Ze hangt al in een hoek van bijna 90 graden achterover als hij het schijnbaar opgeeft. In een fractie van een seconde is er opeens een ruimte tussen hun die door een derde persoon gevuld kan worden. Het begint te regenen. Haar schelle lach galmt nog een keer over het industrieterrein.
Ze stappen too drunk to drive in hun auto's en rijden de hoek om. Ik fantaseer hun gezichten, houding en gesprekken morgen op kantoor als ze weer nuchter tegen over elkaar zitten en doen alsof er niets gebeurd is.
Ik observeer graag.
Labels: botlek, hotelleven, observatie, the lifes and times of a puchrocker
5 Comments:
Die laatste zin sluit het stukje perfect af.

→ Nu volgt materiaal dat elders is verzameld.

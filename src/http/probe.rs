//! Size probe
//!
//! A HEAD request tells the controller how large the resource is and
//! whether the server honours byte ranges.

use crate::error::{EngineError, NetworkErrorKind, Result};
use reqwest::Client;

/// Server capabilities determined from a HEAD request
#[derive(Debug, Clone, Default, PartialEq, Eq)]
pub struct ServerCapabilities {
    /// Content-Length header value
    pub content_length: Option<u64>,
    /// Whether server supports Range requests
    pub supports_range: bool,
}

impl ServerCapabilities {
    /// Total size in bytes, 0 when the server did not say
    pub fn total_size(&self) -> u64 {
        self.content_length.unwrap_or(0)
    }
}

/// Probe server capabilities with a HEAD request
pub async fn probe_server(
    client: &Client,
    url: &str,
    user_agent: &str,
) -> Result<ServerCapabilities> {
    let response = client
        .head(url)
        .header("User-Agent", user_agent)
        .send()
        .await
        .map_err(|e| {
            let err = EngineError::from(e);
            match err {
                EngineError::Network { kind, message } => EngineError::probe_failed(
                    kind,
                    format!("HEAD request failed: {}", message),
                ),
                other => EngineError::probe_failed(NetworkErrorKind::Other, other.to_string()),
            }
        })?;

    let status = response.status();
    if !status.is_success() {
        return Err(EngineError::probe_failed(
            NetworkErrorKind::HttpStatus(status.as_u16()),
            format!("HEAD request returned: {}", status),
        ));
    }

    let headers = response.headers();

    let content_length = headers
        .get("content-length")
        .and_then(|v| v.to_str().ok())
        .and_then(|s| s.trim().parse::<u64>().ok());

    let supports_range = headers
        .get("accept-ranges")
        .and_then(|v| v.to_str().ok())
        .map(|v| v.contains("bytes"))
        .unwrap_or(false);

    tracing::debug!(
        "Probed {}: length={:?} ranges={}",
        url,
        content_length,
        supports_range
    );

    Ok(ServerCapabilities {
        content_length,
        supports_range,
    })
}

/// Extract filename from URL path
pub fn extract_filename_from_url(url: &str) -> Option<String> {
    url::Url::parse(url)
        .ok()?
        .path_segments()?
        .next_back()
        .filter(|s| !s.is_empty())
        .map(|s| {
            urlencoding::decode(s)
                .map(|d| d.to_string())
                .unwrap_or_else(|_| s.to_string())
        })
}

#[cfg(test)]
mod tests {
    use super::*;

    #[test]
    fn test_total_size_defaults_to_zero() {
        let caps = ServerCapabilities::default();
        assert_eq!(caps.total_size(), 0);

        let caps = ServerCapabilities {
            content_length: Some(1234),
            supports_range: true,
        };
        assert_eq!(caps.total_size(), 1234);
    }

    #[test]
    fn test_extract_filename_from_url() {
        assert_eq!(
            extract_filename_from_url("https://example.com/path/to/file.zip"),
            Some("file.zip".to_string())
        );

        assert_eq!(
            extract_filename_from_url("https://example.com/path/to/file%20name.zip"),
            Some("file name.zip".to_string())
        );

        assert_eq!(extract_filename_from_url("https://example.com/"), None);
    }
}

Leuk voor de eventuele partners en medeweggebruikers van die dronken collega's!
Zit je nou nog steeds in hotels?
@she. niet mijn collega's hoor. maar ja nu thuis maar nog steeds in hotels. zondag en maandag nog en dan vanuit amsterdam de man voor deze klus worden.
Heerlijke situatieschets. En wat een pittige tante die dame, om ondanks haar dronkenschap toch een derde-persoons-ruimte in te lassen.
(Eerlijk toegegeven: als ik stomdronken ben en op die manier word benaderd, tref ik mezelf altijd tien minuten later in een soort vlaag van bewustwording volop tongzoenend op plaatsen waar dat eigenlijk verboden is. Zoiets als roken in een niet roker kamer.
Ik weet niet of ik nu moet lachen of huilen.
Fijn geobserveerd, over de morgenochtend op kantoor kun je ook fijn fantaseren, elkaar met een houten kop treffen bij de koffieautomaat bijvoorbeeld.